W I T N E S S E T H:
WHEREAS, pursuant to Article 11 of the Limited Partnership Agreement, the
Managing General Partner may, among other things, consent (i) to the transfer of
the interest of a Limited Partner to a permitted transferee and (ii) to the
admission of such permitted transferee as a Substituted Limited Partner;
WHEREAS, pursuant to Section 1 of that certain Consent and Agreement of
Prime Group Realty Trust and Prime Group Realty, L.P., dated September 26, 2000
(the "Consent and Agreement"), in favor of Vornado PS, L.L.C., a Delaware
limited liability company ("Vornado PS"), PGRT and the Partnership agreed,
subject to the terms and conditions of such Section 1 of the Consent and
Agreement, to admit Vornado PS as a Substituted Limited Partner in the event
Vornado PS acquires the Pledged Units (as defined in the Consent and Agreement)
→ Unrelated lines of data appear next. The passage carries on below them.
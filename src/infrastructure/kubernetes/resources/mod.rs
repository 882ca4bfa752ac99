// Copyright 2025 JiangLong.
//
// Licensed under the Apache License, Version 2.0 (the "License");
// you may not use this file except in compliance with the License.
// You may obtain a copy of the License at
//
//     http://www.apache.org/licenses/LICENSE-2.0
//
// Unless required by applicable law or agreed to in writing, software
// distributed under the License is distributed on an "AS IS" BASIS,
// WITHOUT WARRANTIES OR CONDITIONS OF ANY KIND, either express or implied.
// See the License for the specific language governing permissions and
// limitations under the License.

pub mod namespace;
pub mod pvc;
pub mod replication;
pub mod secret;

pub use namespace::NamespaceBuilder;
pub use pvc::PvcBuilder;
pub use replication::{ReplicationDestinationBuilder, ReplicationSourceBuilder};
pub use secret::SecretBuilder;

use crate::infrastructure::constants::{FIELD_MANAGER, LABEL_CREATED_BY, LABEL_RELATIONSHIP};
use std::collections::BTreeMap;

/// Labels stamped on every object this tool creates
pub fn common_labels(relationship: Option<&str>) -> BTreeMap<String, String> {
    let mut labels = BTreeMap::new();
    labels.insert(LABEL_CREATED_BY.to_string(), FIELD_MANAGER.to_string());
    if let Some(relationship) = relationship {
        labels.insert(LABEL_RELATIONSHIP.to_string(), relationship.to_string());
    }
    labels
}
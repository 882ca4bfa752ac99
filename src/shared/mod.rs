// Copyright 2025 JiangLong.
//
// Licensed under the Apache License, Version 2.0 (the "License");
// you may not use this file except in compliance with the License.
// You may obtain a copy of the License at
//
//     http://www.apache.org/licenses/LICENSE-2.0
//
// Unless required by applicable law or agreed to in writing, software
// distributed under the License is distributed on an "AS IS" BASIS,
// WITHOUT WARRANTIES OR CONDITIONS OF ANY KIND, either express or implied.
// See the License for the specific language governing permissions and
// limitations under the License.

pub mod error;

pub use error::{Result, VolsyncError};
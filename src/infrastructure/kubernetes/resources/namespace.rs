// Copyright 2025 JiangLong.
//
// Licensed under the Apache License, Version 2.0 (the "License");
// you may not use this file except in compliance with the License.
// You may obtain a copy of the License at
//
//     http://www.apache.org/licenses/LICENSE-2.0
//
// Unless required by applicable law or agreed to in writing, software
// distributed under the License is distributed on an "AS IS" BASIS,
// WITHOUT WARRANTIES OR CONDITIONS OF ANY KIND, either express or implied.
// See the License for the specific language governing permissions and
// limitations under the License.

use super::common_labels;
use k8s_openapi::api::core::v1::Namespace;
use k8s_openapi::apimachinery::pkg::apis::meta::v1::ObjectMeta;

pub struct NamespaceBuilder {
    name: String,
}

impl NamespaceBuilder {
    pub fn new(name: impl Into<String>) -> Self {
        Self { name: name.into() }
    }

    pub fn build(&self) -> Namespace {
        Namespace {
            metadata: ObjectMeta {
                name: Some(self.name.clone()),
                labels: Some(common_labels(None)),
                ..Default::default()
            },
            ..Default::default()
        }
    }
}
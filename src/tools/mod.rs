//! MCP (Model Context Protocol) tool implementations for Searchfox
//!
//! This module exposes two tools to MCP clients:
//!
//! - `search_code`: exact-string or regexp search over a Searchfox repository,
//!   flattened into a bounded list of line hits
//! - `get_file`: raw content of a file from the GitHub mirror of a repository
//!
//! Arguments are validated before any network access. Unknown tools and
//! missing required arguments are rejected as MCP errors.

use anyhow::Result;
use rmcp::service::RequestContext;
use rmcp::{Error as McpError, RoleServer, ServerHandler, model::*};
use serde::Serialize;

use crate::config::ServerConfig;
use crate::services::{FileRetriever, SearchService};

/// Error types specific to tool operations
pub mod error;

/// Tool function implementations organized by functionality
pub mod functions;

/// Argument validation and input schemas
pub mod params;

use error::ToolError;
use params::{GetFileParams, SearchCodeParams, ToolName, input_schema};

const SEARCH_CODE_DESCRIPTION: &str = "Search for code in Mozilla repositories using Searchfox. IMPORTANT: Uses exact string matching only - no search operators, no OR logic, no phrase matching with quotes. Multiple words are treated as a single literal string.";

const GET_FILE_DESCRIPTION: &str =
    "Get the contents of a specific file from specified repository.";

/// Searchfox tools exposed through the MCP protocol
#[derive(Clone)]
pub struct SearchfoxTools {
    config: ServerConfig,
    search_service: SearchService,
    file_retriever: FileRetriever,
}

impl SearchfoxTools {
    /// Creates the tools with clients for the configured upstreams
    pub fn new(config: ServerConfig) -> Result<Self> {
        let http_client = config.http_client()?;
        Ok(Self {
            search_service: SearchService::from_config(&config, http_client.clone()),
            file_retriever: FileRetriever::from_config(&config, http_client),
            config,
        })
    }

    /// Logs the upstream configuration before serving
    pub async fn initialize(&self) -> Result<()> {
        tracing::info!("Initializing SearchfoxTools...");
        tracing::info!("Searchfox: {}", self.config.searchfox_base_url);
        tracing::info!("Raw content: {}", self.config.raw_content_base_url);
        if let Some(timeout) = self.config.request_timeout {
            tracing::info!("Request timeout: {:?}", timeout);
        }
        tracing::info!("SearchfoxTools initialization complete");
        Ok(())
    }

    pub fn search_service(&self) -> &SearchService {
        &self.search_service
    }

    pub fn file_retriever(&self) -> &FileRetriever {
        &self.file_retriever
    }

    /// Tool definitions advertised to clients
    pub fn tools() -> Vec<Tool> {
        vec![
            Tool::new(
                ToolName::SearchCode.to_string(),
                SEARCH_CODE_DESCRIPTION,
                input_schema::<SearchCodeParams>(),
            ),
            Tool::new(
                ToolName::GetFile.to_string(),
                GET_FILE_DESCRIPTION,
                input_schema::<GetFileParams>(),
            ),
        ]
    }

    /// Validates and dispatches one tool call
    pub async fn call(
        &self,
        name: &str,
        arguments: Option<JsonObject>,
    ) -> Result<CallToolResult, ToolError> {
        let Some(arguments) = arguments else {
            return Err(ToolError::InvalidInput("Missing arguments".to_string()));
        };

        match ToolName::parse(name)? {
            ToolName::SearchCode => {
                let query = SearchCodeParams::from_arguments(&arguments)?;
                let output = functions::search::search_code(&self.search_service, query).await?;
                json_result(&output)
            }
            ToolName::GetFile => {
                let request = GetFileParams::from_arguments(&arguments)?;
                let result = functions::file::get_file(&self.file_retriever, request).await?;
                json_result(&result)
            }
        }
    }
}

/// Pretty-printed JSON text content
fn json_result<T: Serialize>(value: &T) -> Result<CallToolResult, ToolError> {
    let text = serde_json::to_string_pretty(value).map_err(|e| {
        ToolError::SerializationError(format!("Failed to serialize result: {}", e))
    })?;

    Ok(CallToolResult {
        content: vec![Content::text(text)],
        is_error: Some(false),
    })
}

impl ServerHandler for SearchfoxTools {
    /// Provides information about this MCP server
    fn get_info(&self) -> ServerInfo {
        let instructions = format!(
            r#"Searchfox MCP Server - {}

## Overview
Search and read Mozilla source code. Searches run on Searchfox; file contents come from the GitHub mirror of each repository.

## Available Tools

### 1. search_code
Search for code in a Searchfox repository. Matching is exact and literal: no search operators, no OR logic, no quoted phrases. Use `regexp` for patterns and `path` to filter by file path.

Examples:
```json
// Literal search in mozilla-central (default repository, 50 results)
{{"name": "search_code", "arguments": {{"query": "nsIObserverService"}}}}

// Restrict to a directory and limit results
{{"name": "search_code", "arguments": {{"query": "profiler_add_marker", "path": "^tools/profiler", "limit": 20}}}}

// Regular expression, case sensitive, in comm-central
{{"name": "search_code", "arguments": {{"query": "nsMsg[A-Z]\\w+Service", "repo": "comm-central", "regexp": true, "case": true}}}}
```

### 2. get_file
Get the contents of a file. Repositories map to branches of mozilla/firefox (mozilla-central -> main, autoland, mozilla-beta -> beta, mozilla-release -> release, mozilla-esr115/128/140); comm-central is served from mozilla/releases-comm-central. If the file cannot be fetched the result has empty content and a `note`.

Examples:
```json
{{"name": "get_file", "arguments": {{"path": "dom/base/Document.cpp"}}}}
{{"name": "get_file", "arguments": {{"repo": "mozilla-esr128", "path": "toolkit/xre/nsAppRunner.cpp"}}}}
```

## Common Workflows

1. Use search_code to locate a symbol or string, then get_file on a result path to read the surrounding code.
2. The `searchfoxUrl` field of a file result links to the same file on Searchfox for cross-reference.
"#,
            self.config.searchfox_base_url
        );

        ServerInfo {
            protocol_version: ProtocolVersion::V_2024_11_05,
            capabilities: ServerCapabilities::builder().enable_tools().build(),
            server_info: Implementation::from_build_env(),
            instructions: Some(instructions),
        }
    }

    async fn list_tools(
        &self,
        _request: PaginatedRequestParam,
        _context: RequestContext<RoleServer>,
    ) -> Result<ListToolsResult, McpError> {
        Ok(ListToolsResult {
            next_cursor: None,
            tools: Self::tools(),
        })
    }

    async fn call_tool(
        &self,
        request: CallToolRequestParam,
        _context: RequestContext<RoleServer>,
    ) -> Result<CallToolResult, McpError> {
        tracing::debug!("Tool call: {}", request.name);
        self.call(&request.name, request.arguments)
            .await
            .map_err(ToolError::into_mcp_error)
    }
}

#[cfg(test)]
mod tests {
    use super::*;

    #[test]
    fn test_tools_are_advertised() {
        let tools = SearchfoxTools::tools();
        let names: Vec<&str> = tools.iter().map(|tool| tool.name.as_ref()).collect();
        assert_eq!(names, vec!["search_code", "get_file"]);
        assert!(tools[0].description.contains("exact string matching"));
    }

    #[test]
    fn test_server_info_enables_tools() {
        let tools = SearchfoxTools::new(ServerConfig::default()).unwrap();
        let info = tools.get_info();
        assert!(info.capabilities.tools.is_some());
        assert!(info.instructions.unwrap().contains("search_code"));
    }
}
consisting of 7,944,893 Common Units from Primestone Investment Partners L.P., a
Delaware limited liability company ("Primestone"), in any of the several manners
specified in the Consent and Agreement;
WHEREAS, Vornado PS has provided PGRT and the Partnership with written
notice that it has acquired the Pledged Units in a manner specified by the
Consent and Agreement and that it has assigned 3,972,446 of the Pledged Units to
Cadim Acquisition, LLC ("Cadim Acquisition") pursuant to the participation
arrangements among Vornado PS, Cadim Acquisition and Cadim inc described in
Vornado PS's statement on Schedule 13D, as amended (as so amended, the "Vornado
PS Schedule 13D"), filed with the United States Securities and Exchange
Commission;
WHEREAS, Vornado PS has presented PGRT with certificate(s) representing the
Pledged Units and has requested that such certificates be cancelled and that a
new certificate representing 3,972,447 of the Pledged Units be issued by the
Partnership in Vornado PS' name and delivered to Vornado PS and that a new
certificate representing 3,972,446 of the Pledged Units be issued by the
Partnership in Cadim Acquisition's name and delivered to Cadim Acquisition;
WHEREAS, each of Vornado PS and Cadim Acquisition has executed and
delivered to the Partnership an Acceptance of Agreement of Limited Partnership
dated as of January 10, 2003, copies of which are attached hereto as Exhibit 1
and Exhibit 2, respectively;
WHEREAS, the Partners desire to amend the Limited Partnership Agreement to
reflect (i) the transfer of 3,972,447 of the Pledged Units to Vornado PS and the
transfer of 3,972,446 of the Pledged Units to Cadim Acquisition and (ii) the
admission each of Vornado PS and Cadim Acquisition as a Substituted Limited
Partner; and
WHEREAS, Sections 2.4 and 12.3 of the Limited Partnership Agreement
authorize, among other things, the Managing General Partner, as true and lawful
agent and attorney-in fact, to execute, swear to, acknowledge, deliver, file and
record this Amendment on behalf of each Partner that has executed the Limited
Partnership Agreement and on behalf of the Partnership.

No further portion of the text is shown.